08 Februari 2011

Bersama Pallu Kaloa, Serasa Pulang Kampung


Semua tersentak, kemudian riuh tepuk tangan membahana saat Barrack Obama spontan berucap “Pulang kampung, nih….” Kurang lebih 6000 undangan di Balairung UI saat itu, tehipnotis pesona Obama.

Saya sedikit menebak, bahwa lidah Obama saat itu, terbawa suasana makan malamnya dengan Pak Beye. Makan malam dengan kuliner khas Indonesia. Nasi goreng, bakso dan emping, adalah kesukaan Presiden Amerika ini, sewaktu masih bocah di Menteng Dalam.

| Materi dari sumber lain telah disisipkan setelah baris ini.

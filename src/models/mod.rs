//! Core data models for the HR engine.
//!
//! This module contains the domain records stored in the database and the
//! result types produced by the calculation layer.

/// Declares a closed set of labels stored as TEXT in SQLite.
///
/// Generates the enum plus `as_str`, `Display`, `FromStr` and the rusqlite
/// conversions. Serde uses the same labels.
macro_rules! labelled_enum {
    (
        $(#[$meta:meta])*
        pub enum $name:ident {
            $( $(#[$vmeta:meta])* $variant:ident => $label:literal ),+ $(,)?
        }
    ) => {
        $(#[$meta])*
        #[derive(Debug, Clone, Copy, PartialEq, Eq, Hash, serde::Serialize, serde::Deserialize)]
        pub enum $name {
            $( $(#[$vmeta])* #[serde(rename = $label)] $variant ),+
        }

        impl $name {
            /// Every value, in declaration order.
            pub const ALL: &'static [$name] = &[$($name::$variant),+];

            /// The label stored in the database.
            pub fn as_str(&self) -> &'static str {
                match self {
                    $($name::$variant => $label),+
                }
            }
        }

        impl std::fmt::Display for $name {
            fn fmt(&self, f: &mut std::fmt::Formatter<'_>) -> std::fmt::Result {
                f.write_str(self.as_str())
            }
        }

        impl std::str::FromStr for $name {
            type Err = crate::error::HrError;

            fn from_str(s: &str) -> Result<Self, Self::Err> {
                let s = s.trim();
                $name::ALL
                    .iter()
                    .copied()
                    .find(|v| v.as_str().eq_ignore_ascii_case(s))
                    .ok_or_else(|| {
                        crate::error::HrError::invalid(
                            stringify!($name),
                            format!("unknown value '{}'", s),
                        )
                    })
            }
        }

        impl rusqlite::types::ToSql for $name {
            fn to_sql(&self) -> rusqlite::Result<rusqlite::types::ToSqlOutput<'_>> {
                Ok(rusqlite::types::ToSqlOutput::from(self.as_str()))
            }
        }

        impl rusqlite::types::FromSql for $name {
            fn column_result(
                value: rusqlite::types::ValueRef<'_>,
            ) -> rusqlite::types::FromSqlResult<Self> {
                value
                    .as_str()?
                    .parse()
                    .map_err(|e: crate::error::HrError| {
                        rusqlite::types::FromSqlError::Other(Box::new(e))
                    })
            }
        }
    };
}

mod alert;
mod attendance;
mod audit;
mod contract;
mod department;
mod employee;
mod evaluation;
mod leave;
mod payroll;
mod user;
mod validation;

pub use alert::{AlertKind, HrAlert, Notification};
pub use attendance::{AttendanceLog, AttendanceStatus, AttendanceSummary};
pub use audit::{AuditStep, AuditTrace, AuditWarning};
pub(crate) use contract::add_years;
pub use contract::{
    ApprovalStatus, Contract, ContractLifecycle, ContractType, DEFAULT_NOTICE_PERIOD_DAYS, NewContract,
};
pub use department::Department;
pub use employee::{ActionLogEntry, Employee, EmployeeFilter, EmployeeStatus, NewEmployee, WorkShift};
pub use evaluation::{
    Evaluation, EvaluationCriterion, EvaluationDetail, NewEvaluation, ScoreInput,
};
pub use leave::{LeaveRequest, LeaveStatus, NewLeaveRequest};
pub use payroll::{
    AdvanceStatus, NewSalaryAdvance, PayCategory, PayItem, PayItemKind, PayLine, PayTotals,
    PayrollResult, Payslip, SalaryAdvance,
};
pub use user::{Role, User};
pub use validation::{validate_email, validate_phone};
//! Leave requests with department load, and vacation balances.

use std::collections::BTreeSet;

use chrono::NaiveDate;
use serde::{Deserialize, Serialize};
use tracing::{info, warn};

use crate::calculation::{DepartmentLoad, VacationBalance, VacationRules, department_load, vacation_balance};
use crate::config::Policy;
use crate::error::HrResult;
use crate::models::{Employee, LeaveRequest, NewLeaveRequest};
use crate::store::Database;

/// Result of [`request_leave`].
#[derive(Debug, Clone, PartialEq, Serialize, Deserialize)]
pub struct LeaveRequestOutcome {
    /// The stored request.
    pub request_id: i64,
    /// Department load over the requested dates; `None` without a department.
    pub department_load: Option<DepartmentLoad>,
    /// Overlapping approved leave of colleagues, with their names.
    pub concurrent_leaves: Vec<(LeaveRequest, String)>,
}

impl LeaveRequestOutcome {
    /// True when the department is at or over the busy threshold.
    pub fn department_busy(&self) -> bool {
        self.department_load.as_ref().is_some_and(|l| l.is_busy)
    }
}

/// Files a leave request and reports how busy the department is.
///
/// The request is stored even when the department is busy; the flag is
/// advice for the approver.
pub fn request_leave(db: &Database, new: &NewLeaveRequest) -> HrResult<LeaveRequestOutcome> {
    let request_id = db.add_leave_request(new)?;
    let employee = db.get_employee(&new.employee_id, false)?;

    let Some(department_id) = employee.department_id else {
        return Ok(LeaveRequestOutcome {
            request_id,
            department_load: None,
            concurrent_leaves: Vec::new(),
        });
    };

    let concurrent = db.concurrent_department_leaves(
        department_id,
        new.start_date,
        new.end_date,
        &new.employee_id,
    )?;
    let colleagues: BTreeSet<&str> = concurrent.iter().map(|(r, _)| r.employee_id.as_str()).collect();
    let headcount = db.active_employee_count(department_id)?;
    let threshold = db.load_policy()?.schedule.leave_busy_threshold_percent;
    let load = department_load(headcount, colleagues.len() as u32, threshold);
    if load.is_busy {
        warn!(
            request_id,
            department_id,
            percent_on_leave = %load.percent_on_leave,
            "leave requested while department is busy"
        );
    } else {
        info!(request_id, department_id, "department load checked");
    }
    Ok(LeaveRequestOutcome {
        request_id,
        department_load: Some(load),
        concurrent_leaves: concurrent,
    })
}

fn vacation_rules(policy: &Policy) -> VacationRules {
    VacationRules {
        method: policy.schedule.vacation_calculation_method,
        max_carry_over_days: policy.schedule.max_vacation_carry_over_days,
    }
}

fn balance_for(db: &Database, policy: &Policy, employee: &Employee, as_of: NaiveDate) -> HrResult<VacationBalance> {
    let ranges = db.approved_vacation_ranges(&employee.id)?;
    Ok(vacation_balance(
        employee.vacation_days,
        employee.exclude_vacation_policy,
        employee.start_date,
        &ranges,
        as_of,
        vacation_rules(policy),
    ))
}

/// An employee's vacation balance for the year of `as_of`.
pub fn vacation_balance_for(db: &Database, employee_id: &str, as_of: NaiveDate) -> HrResult<VacationBalance> {
    let employee = db.get_employee(employee_id, true)?;
    balance_for(db, &db.load_policy()?, &employee, as_of)
}

/// One row of [`leave_balance_report`].
#[derive(Debug, Clone, PartialEq, Serialize, Deserialize)]
pub struct LeaveBalanceRow {
    /// Employee id.
    pub employee_id: String,
    /// Employee name.
    pub employee_name: String,
    /// Their balance.
    pub balance: VacationBalance,
}

/// Vacation balances of all active employees, by name.
pub fn leave_balance_report(db: &Database, as_of: NaiveDate) -> HrResult<Vec<LeaveBalanceRow>> {
    let policy = db.load_policy()?;
    db.active_employees()?
        .into_iter()
        .map(|employee| {
            let balance = balance_for(db, &policy, &employee, as_of)?;
            Ok(LeaveBalanceRow {
                employee_id: employee.id,
                employee_name: employee.name,
                balance,
            })
        })
        .collect()
}

#[cfg(test)]
mod tests {
    use super::*;
    use crate::models::{LeaveStatus, NewEmployee};
    use crate::store::test_support;
    use rust_decimal::Decimal;

    fn d(m: u32, day: u32) -> NaiveDate {
        NaiveDate::from_ymd_opt(2025, m, day).unwrap()
    }

    fn leave(employee_id: &str, kind: &str, start: NaiveDate, end: NaiveDate) -> NewLeaveRequest {
        NewLeaveRequest {
            employee_id: employee_id.to_string(),
            leave_type: kind.to_string(),
            start_date: start,
            end_date: end,
            reason: None,
        }
    }

    fn staff(db: &Database, department_id: i64, n: usize) -> Vec<String> {
        (0..n)
            .map(|i| {
                let mut new = NewEmployee::new(&format!("Staff {i}"), Decimal::from(3000));
                new.department_id = Some(department_id);
                db.add_employee(&new).unwrap()
            })
            .collect()
    }

    #[test]
    fn test_busy_department_flagged() {
        let db = test_support::db();
        let dept = db.add_department("Ops", None).unwrap();
        let ids = staff(&db, dept, 3);
        let first = db.add_leave_request(&leave(&ids[0], "Vacation", d(3, 3), d(3, 7))).unwrap();
        db.process_leave_request(first, LeaveStatus::Approved, 1, None).unwrap();

        // 1 of 3 on leave = 33.33% >= 30%
        let outcome = request_leave(&db, &leave(&ids[1], "Vacation", d(3, 5), d(3, 6))).unwrap();
        assert!(outcome.department_busy());
        assert_eq!(outcome.concurrent_leaves.len(), 1);
        assert_eq!(outcome.department_load.unwrap().percent_on_leave, Decimal::new(3333, 2));
    }

    #[test]
    fn test_no_department_is_never_busy() {
        let db = test_support::db();
        let emp = test_support::employee(&db, "Ana", 3000);
        let outcome = request_leave(&db, &leave(&emp, "Sick", d(3, 3), d(3, 3))).unwrap();
        assert!(!outcome.department_busy());
        assert!(outcome.department_load.is_none());
    }

    #[test]
    fn test_balance_subtracts_approved_vacation_only() {
        let db = test_support::db();
        let emp = test_support::employee(&db, "Ana", 3000);
        let vac = db.add_leave_request(&leave(&emp, "Vacation", d(3, 3), d(3, 7))).unwrap();
        let sick = db.add_leave_request(&leave(&emp, "Sick", d(4, 1), d(4, 2))).unwrap();
        db.add_leave_request(&leave(&emp, "Vacation", d(5, 1), d(5, 2))).unwrap();
        db.process_leave_request(vac, LeaveStatus::Approved, 1, None).unwrap();
        db.process_leave_request(sick, LeaveStatus::Approved, 1, None).unwrap();

        let balance = vacation_balance_for(&db, &emp, d(6, 1)).unwrap();
        // 21 allocated + 5 carried (no start date, no prior use) - 5 taken
        assert_eq!(balance.remaining(), Some(Decimal::from(21)));
    }

    #[test]
    fn test_report_marks_excluded_employees() {
        let db = test_support::db();
        let mut new = NewEmployee::new("Contractor", Decimal::from(3000));
        new.exclude_vacation_policy = true;
        db.add_employee(&new).unwrap();
        test_support::employee(&db, "Ana", 3000);

        let report = leave_balance_report(&db, d(6, 1)).unwrap();
        assert_eq!(report.len(), 2);
        assert_eq!(report[0].employee_name, "Ana");
        assert_eq!(report[1].balance, VacationBalance::Excluded);
    }
}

Tak hendak saya mengupas tentang Obama, hanya ingin berbual tentang kesan ‘pulang kampung,’ saat beberapa hari lalu (16/12), bersama keluarga menikmati kuliner khas Bugis-Makassar, Nasu Pangi. Di bilangan Jl. Sultan Alauddin, tepatnya di depan, sebelah kanan Kampus Universitas Muhammadiyah Makassar, terdapat sebuah warung yang ramai pengunjung. Warung Pangkep, namanya. Pallu (masakan), Kaloa/pangi (Kluwak). Masakan Kluwak.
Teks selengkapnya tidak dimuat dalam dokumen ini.